Prinsip dasar dari pewarnaan adalah adanya ikatan ion antara komponen selular dari bakteri dengan senyawa aktif dari pewarna yang disebut kromogen. Ikatan ion dapat terjadi karena adanya muatan listrik baik pada komponen seluler maupun pada pewarna. Terdapat tiga mcam metode pewarnaan yaitu pewarnaan sederhana, pewarnaan diferensial dan pewarnaan gram. Pewarnaan sederhana menggunakan pewarna tunggal, pewarnaan diferensial memakai serangkaian larutan pewarna atau reagen. Pewarnaan gram merupakan metode pewarnaan yang paling umum digunakan untuk mewarnai sel bakteri (Umsl, 2008).
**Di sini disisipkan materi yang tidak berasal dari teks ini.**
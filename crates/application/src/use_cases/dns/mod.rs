mod forward_dns_query;

pub use forward_dns_query::ForwardDnsQueryUseCase;
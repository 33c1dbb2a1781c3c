use super::handler::{log_dropped, DnsServerHandler};
use super::new_socket;
use crate::dns::framing::{read_framed, write_framed};
use dot_proxy_domain::DomainError;
use socket2::{Protocol, Type};
use std::net::SocketAddr;
use std::time::Duration;
use tokio::io::AsyncWriteExt;
use tokio::net::{TcpListener, TcpStream};
use tokio::task::JoinSet;
use tokio_util::sync::CancellationToken;
use tracing::{debug, info, warn};

const LISTEN_BACKLOG: i32 = 1024;
const ACCEPT_ERROR_BACKOFF: Duration = Duration::from_millis(100);

/// Length-prefixed DNS over TCP. One query per connection: read, answer, close.
pub struct TcpFrontend {
    listener: TcpListener,
    idle_timeout: Option<Duration>,
}

impl TcpFrontend {
    pub fn bind(addr: SocketAddr) -> Result<Self, DomainError> {
        let socket = new_socket(addr, Type::STREAM, Protocol::TCP)?;
        socket
            .listen(LISTEN_BACKLOG)
            .map_err(|e| DomainError::Io(format!("Failed to listen on {}: {}", addr, e)))?;

        let std_listener: std::net::TcpListener = socket.into();
        let listener = TcpListener::from_std(std_listener)
            .map_err(|e| DomainError::Io(format!("Failed to register listener {}: {}", addr, e)))?;

        Ok(Self {
            listener,
            idle_timeout: None,
        })
    }

    /// Limit on how long a client may take to send its query.
    pub fn with_idle_timeout(mut self, timeout: Option<Duration>) -> Self {
        self.idle_timeout = timeout;
        self
    }

    pub fn local_addr(&self) -> Result<SocketAddr, DomainError> {
        self.listener
            .local_addr()
            .map_err(|e| DomainError::Io(e.to_string()))
    }

    /// Accepts until `shutdown` fires, then waits for in-flight connections,
    /// which observe the same signal.
    pub async fn run(self, handler: DnsServerHandler, shutdown: CancellationToken) {
        let local_addr = self.local_addr().ok();
        info!(bind_address = ?local_addr, "TCP listener started");

        let mut connections = JoinSet::new();

        loop {
            tokio::select! {
                _ = shutdown.cancelled() => break,
                Some(_) = connections.join_next(), if !connections.is_empty() => {}
                accepted = self.listener.accept() => match accepted {
                    Ok((stream, peer)) => {
                        connections.spawn(serve_connection(
                            stream,
                            peer,
                            handler.clone(),
                            shutdown.child_token(),
                            self.idle_timeout,
                        ));
                    }
                    Err(e) => pause_after_accept_error(&e).await,
                },
            }
        }

        drop(self.listener);
        while connections.join_next().await.is_some() {}
        info!(bind_address = ?local_addr, "TCP listener stopped");
    }
}

/// Accept errors such as EMFILE tend to repeat until a descriptor frees up.
async fn pause_after_accept_error(err: &std::io::Error) {
    warn!(error = %err, backoff_ms = ACCEPT_ERROR_BACKOFF.as_millis() as u64, "TCP accept failed");
    tokio::time::sleep(ACCEPT_ERROR_BACKOFF).await;
}

async fn serve_connection(
    mut stream: TcpStream,
    peer: SocketAddr,
    handler: DnsServerHandler,
    cancel: CancellationToken,
    idle_timeout: Option<Duration>,
) {
    let read = tokio::select! {
        biased;
        _ = cancel.cancelled() => return,
        read = read_query(&mut stream, idle_timeout) => read,
    };

    let query = match read {
        Ok(query) => query,
        Err(e) => {
            debug!(client = %peer, error = %e, "Closing TCP connection without a query");
            return;
        }
    };

    match handler.handle_raw(&query, peer, &cancel).await {
        Ok(response) => {
            if let Err(e) = write_framed(&mut stream, &response).await {
                warn!(client = %peer, error = %e, "Failed to write TCP response");
                return;
            }
            let _ = stream.shutdown().await;
        }
        Err(e) => log_dropped("tcp", peer, &e),
    }
}

async fn read_query(
    stream: &mut TcpStream,
    idle_timeout: Option<Duration>,
) -> Result<Vec<u8>, DomainError> {
    match idle_timeout {
        Some(limit) => tokio::time::timeout(limit, read_framed(stream))
            .await
            .map_err(|_| DomainError::Io(format!("No query within {:?}", limit)))?,
        None => read_framed(stream).await,
    }
}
Zat pewarna adalah garam yang terdiri atas ion positif dan ion negatif, salah satu di antaranya berwarna. Pada zat warna yang bersifat basa, warna terdapat pada ion positif (zat pewarna+ Cl-) dan pada pewarna asam, warna akan terdapat pada ion negatif (zat pewarna- Na+). Hubungan antara bakteri dengan zat pewarna basa yang menonjol disebabkan terutama oleh adanya asam nukleat dalam jumlah besar dalam protoplasma sel. Jadi, jika bakteri itu diwarnai, muatan negatif dalam asam nukleat bakteri akan bereaksi dengan ion positif zat pewarna basa, Kristal violet, safranin dan metilin blue adalah beberapa zat pewarna basa yang biasa digunakan. Sebaliknya zat pewarna asam ditolak oleh muatan negatif bakteri menyeluruh. Jadi, mewarnai bakteri dengan zat pewarna asam akan menghasilkan hanya pewarnaan pada daerah latar belakang saja. Karena sel bakteri tak berwarna di atas latar belakang yang berwarna (Volk & Wheeler, 1993).
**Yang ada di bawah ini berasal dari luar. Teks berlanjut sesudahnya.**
pub mod cache;
pub mod errors;
pub mod logging;
pub mod root;
pub mod server;
pub mod upstream;

pub use cache::CacheConfig;
pub use errors::ConfigError;
pub use logging::{LogFormat, LoggingConfig};
pub use root::{CliOverrides, Config};
pub use server::ServerConfig;
pub use upstream::UpstreamConfig;
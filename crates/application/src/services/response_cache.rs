use crate::ports::CacheStore;
use dot_proxy_domain::{CacheKey, DomainError};
use hickory_proto::op::Message;
use std::sync::Arc;
use std::time::Duration;
use tracing::{debug, warn};

pub const DEFAULT_RESPONSE_TTL: Duration = Duration::from_secs(30 * 60);

/// Cache-aside wrapper over the external store. Holds no mutable state.
pub struct ResponseCache {
    store: Arc<dyn CacheStore>,
    ttl: Duration,
}

impl ResponseCache {
    pub fn new(store: Arc<dyn CacheStore>) -> Self {
        Self {
            store,
            ttl: DEFAULT_RESPONSE_TTL,
        }
    }

    pub fn with_ttl(mut self, ttl: Duration) -> Self {
        self.ttl = ttl;
        self
    }

    pub fn ttl(&self) -> Duration {
        self.ttl
    }

    /// Returns the cached answer re-packed under `request_id`.
    ///
    /// A store failure comes back as `DomainError::Cache`; bytes that no longer
    /// decode come back as `DomainError::Codec` instead of a miss.
    pub async fn lookup(
        &self,
        key: &CacheKey,
        request_id: u16,
    ) -> Result<Option<Vec<u8>>, DomainError> {
        let Some(stored) = self.store.get(key).await? else {
            debug!(cache_key = %key, "Cache miss");
            return Ok(None);
        };

        let mut message = Message::from_vec(&stored).map_err(|e| {
            DomainError::Codec(format!("Corrupt cache entry {}: {}", key, e))
        })?;
        message.set_id(request_id);

        let packed = message.to_vec().map_err(|e| {
            DomainError::Codec(format!("Failed to re-pack cache entry {}: {}", key, e))
        })?;

        Ok(Some(packed))
    }

    /// Best-effort write; failures are logged and dropped.
    pub async fn store(&self, key: &CacheKey, response: &[u8]) {
        match self.store.set(key, response, self.ttl).await {
            Ok(()) => {
                debug!(cache_key = %key, bytes = response.len(), ttl_secs = self.ttl.as_secs(), "Cached upstream response");
            }
            Err(e) => {
                warn!(cache_key = %key, error = %e, "Failed to cache response");
            }
        }
    }
}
Pewarnaan gram ditemukan pada tahun 1884 oleh seorang dokter kebangsaan Denmark Christian Gram (membuat zat pewarna khusus) pewarna tersebut merupakan pewarna differensial karena dapat membagi bakteri menjadi dua kelompok fisiologi, yang akan memudahkan untuk identifikasi. Prosedur pertama dari pewarnaan gram ini adalah memberi pewarna kristal violet, setelah 1 menit dibilas dan kemudian akan diberikan pewarna yodium, setelah satu menit dibilas dan kemudian akan diberi laputan alkohol 95% selama 30 detik, kemudian dibilas dan diberi pewarna safranin atau bismarck (untuk buta warna merah) selama 1 menit. Zat pewarna kristal violet dan yodium akan membentuk senyawa yang kompleks. Beberapa bakteri akan melepaskan zat pewarna dengan mudah apabila dicuci dan beberapa bakteri yang lain zat pewarna akan bertahan walaupun dicuci dengan alkohol 95%. Bakteri gram positif akan terwarna ungu (kristal violet) dan bakteri gram negatif akan terwarna merah (safranin) (Umsl, 2008).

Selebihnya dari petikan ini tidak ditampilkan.